In my previous post, I mentioned that we'd adopted Logstash for ETL'ing data from perfomance metric sources, to our analytics, and gave some of our motivations. On of the initial obstacles to overcome was that we needed two key bits of functionality that were not available out-of-the-box in Logstash. These were Data Pivoting and Custom CSV format (where both the syntax and the semantics of the CSVs are critical) file production.
Pivoting along the lines shown here Datastage Pivot. Our analytics expects data in what we affectionatly call 'wide' format. This is primarily due to where started from, with a focus on some IBM data sources, e.g. Tivoli Data Warehouse. However, a lot, and an increasing proportion, of data sources are in 'skinny' format, and so, in the short-term, we needed some basic pivoting capability on our Logstash-based mediation.

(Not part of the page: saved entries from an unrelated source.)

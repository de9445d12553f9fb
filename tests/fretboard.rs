use fretscribe::Error;
use fretscribe::io::SampleBuffer;
use fretscribe::transcribe::{Tuning, detect_tuning, map_pitch_to_fret};

#[test]
fn standard_tuning_labels() {
    let t = Tuning::standard();
    assert_eq!(t.labels(), ["E", "A", "D", "G", "B", "E"]);
    assert_eq!(t, Tuning::default());
}

#[test]
fn every_chroma_bin_maps_below_fret_two() {
    let t = Tuning::standard();
    for pc in 0..12i64 {
        let pos = map_pitch_to_fret(pc, &t).unwrap();
        assert_eq!(pos.string_index, (pc % 6) as usize);
        assert_eq!(pos.fret, (pc / 6) as usize);
        assert!(pos.fret < 2);
        assert_eq!(pos.string, t.labels()[pos.string_index]);
    }
}

#[test]
fn large_pitch_classes_give_high_frets() {
    let pos = map_pitch_to_fret(1_000, &Tuning::standard()).unwrap();
    assert_eq!(pos.string_index, 4);
    assert_eq!(pos.string, "B");
    assert_eq!(pos.fret, 166);
}

#[test]
fn negative_pitch_class_is_invalid_input() {
    assert!(matches!(
        map_pitch_to_fret(-6, &Tuning::standard()),
        Err(Error::InvalidInput { .. })
    ));
}

#[test]
fn mapping_uses_given_labels() {
    let t: Tuning = "C G C F A D".parse().unwrap();
    let pos = map_pitch_to_fret(9, &t).unwrap();
    assert_eq!((pos.string_index, pos.string.as_str(), pos.fret), (3, "F", 1));
}

#[test]
fn wrong_label_count_is_invalid_input() {
    let err = "E A D G B E A".parse::<Tuning>().unwrap_err();
    assert!(matches!(err, Error::InvalidInput { name: "tuning", .. }));
    assert!(Tuning::new(Vec::<String>::new()).is_err());
}

#[test]
fn detected_tuning_does_not_depend_on_audio() {
    let quiet = SampleBuffer::new(vec![0.0; 10], 8000);
    let loud = SampleBuffer::new(fretscribe::io::tone(82.41, 22050, 0.5), 22050);
    let empty = SampleBuffer::new(Vec::new(), 22050);
    assert_eq!(detect_tuning(&quiet), Tuning::standard());
    assert_eq!(detect_tuning(&loud), Tuning::standard());
    assert_eq!(detect_tuning(&empty), Tuning::standard());
}
//! Writing tab text to disk: a plain `.txt` file and a paginated document.
//!
//! The document is a series of SVG pages in a monospaced font. Long tab lines
//! are wrapped into aligned blocks so every block still reads as a full set of
//! strings.

use crate::config::ExportConfig;
use std::fs;
use std::path::{Path, PathBuf};
use svg::Document;
use svg::node::element::{Rectangle, Text};

const FONT_FAMILY: &str = "Courier, monospace";
/// Advance width of one Courier glyph, relative to the font size.
const CHAR_WIDTH: f32 = 0.6;
const LINE_HEIGHT: f32 = 1.2;
const MARGIN: f32 = 36.0;

/// `<stem>.txt`, next to the stem.
pub fn text_path(stem: &Path) -> PathBuf {
    sibling(stem, "txt", None)
}

/// `<stem>-page-<page>.svg`, pages counted from 1.
pub fn page_path(stem: &Path, page: usize) -> PathBuf {
    sibling(stem, "svg", Some(page))
}

fn sibling(stem: &Path, ext: &str, page: Option<usize>) -> PathBuf {
    let name = stem
        .file_name()
        .map(|n| n.to_string_lossy().into_owned())
        .unwrap_or_else(|| "tab".to_string());
    let file = match page {
        Some(page) => format!("{name}-page-{page}.{ext}"),
        None => format!("{name}.{ext}"),
    };
    stem.with_file_name(file)
}

/// Write the tab text verbatim.
pub fn write_text(tab: &str, path: &Path) -> crate::Result<()> {
    fs::write(path, tab)?;
    tracing::info!(path = %path.display(), "wrote tab text");
    Ok(())
}

/// Split `tab` into pages of at most `lines_per_page` printed lines.
///
/// Each input line is cut into `chars_per_line` pieces. The n-th pieces of
/// all lines form a block; blocks are separated by one blank line and a block
/// is moved to the next page whole when it fits there but not on the current
/// one. Always returns at least one page.
pub fn paginate(tab: &str, chars_per_line: usize, lines_per_page: usize) -> Vec<Vec<String>> {
    let width = chars_per_line.max(1);
    let per_page = lines_per_page.max(1);

    let lines: Vec<Vec<char>> = tab.lines().map(|l| l.chars().collect()).collect();
    let n_blocks = lines
        .iter()
        .map(|l| l.len().div_ceil(width))
        .max()
        .unwrap_or(0);

    let blocks: Vec<Vec<String>> = (0..n_blocks)
        .map(|b| {
            lines
                .iter()
                .map(|line| {
                    let start = (b * width).min(line.len());
                    let end = ((b + 1) * width).min(line.len());
                    line[start..end].iter().collect()
                })
                .collect()
        })
        .collect();

    let mut pages = Vec::new();
    let mut page: Vec<String> = Vec::new();
    for block in blocks {
        let needed = block.len() + usize::from(!page.is_empty());
        if !page.is_empty() && page.len() + needed > per_page {
            pages.push(std::mem::take(&mut page));
        }
        if !page.is_empty() {
            page.push(String::new());
        }
        for line in block {
            if page.len() == per_page {
                pages.push(std::mem::take(&mut page));
            }
            page.push(line);
        }
    }
    if !page.is_empty() || pages.is_empty() {
        pages.push(page);
    }
    pages
}

/// One page as an SVG document.
pub fn render_page(lines: &[String], layout: &ExportConfig) -> Document {
    let font = layout.font_size;
    let width = 2.0 * MARGIN + layout.chars_per_line as f32 * CHAR_WIDTH * font;
    let height = 2.0 * MARGIN + layout.lines_per_page as f32 * LINE_HEIGHT * font;

    let mut doc = Document::new()
        .set("viewBox", (0, 0, width, height))
        .set("width", width)
        .set("height", height)
        .add(
            Rectangle::new()
                .set("width", width)
                .set("height", height)
                .set("fill", "white"),
        );

    for (i, line) in lines.iter().enumerate() {
        if line.is_empty() {
            continue;
        }
        let y = MARGIN + (i as f32 + 1.0) * LINE_HEIGHT * font;
        doc = doc.add(
            Text::new(line.as_str())
                .set("x", MARGIN)
                .set("y", y)
                .set("font-family", FONT_FAMILY)
                .set("font-size", font)
                .set("xml:space", "preserve"),
        );
    }
    doc
}

/// Write every page of `tab` next to `stem`, returning the paths in order.
pub fn write_document(tab: &str, stem: &Path, layout: &ExportConfig) -> crate::Result<Vec<PathBuf>> {
    let pages = paginate(tab, layout.chars_per_line, layout.lines_per_page);
    let mut paths = Vec::with_capacity(pages.len());
    for (i, lines) in pages.iter().enumerate() {
        let path = page_path(stem, i + 1);
        svg::save(&path, &render_page(lines, layout))?;
        paths.push(path);
    }
    tracing::info!(pages = paths.len(), stem = %stem.display(), "wrote tab document");
    Ok(paths)
}

/// Write the outputs enabled in `config`.
pub fn export(tab: &str, stem: &Path, config: &ExportConfig) -> crate::Result<Vec<PathBuf>> {
    config.validate()?;
    let mut written = Vec::new();
    if config.text {
        let path = text_path(stem);
        write_text(tab, &path)?;
        written.push(path);
    }
    if config.document {
        written.extend(write_document(tab, stem, config)?);
    }
    Ok(written)
}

Custom CSV file production
To match the expectations of our analytics non-DB input, we need the data flowing out of Logstash to be placed in files with a header, and particular naming convention (involving start and end time of the data). The timestamps here are data time, not the real-time processing time. We very often are dealing with backlog/old data, and we put particular emphasis on 'data time'
In both cases, the obvious thing to me, as a non-Logstash (yet) person, was to create a custom plug-in for each of these. We'll make these plug-ins available to our field community as soon as they are ready, and hopefully, the pivot operator to the wider Logstash/Open Source community, once we get legal aspects in order
Creating both of these will plug two very specific gaps in the off-the-shelf Logstash for us. With those in place, Logstash can serve as the basis for mediation solutions for a variety of our data sources.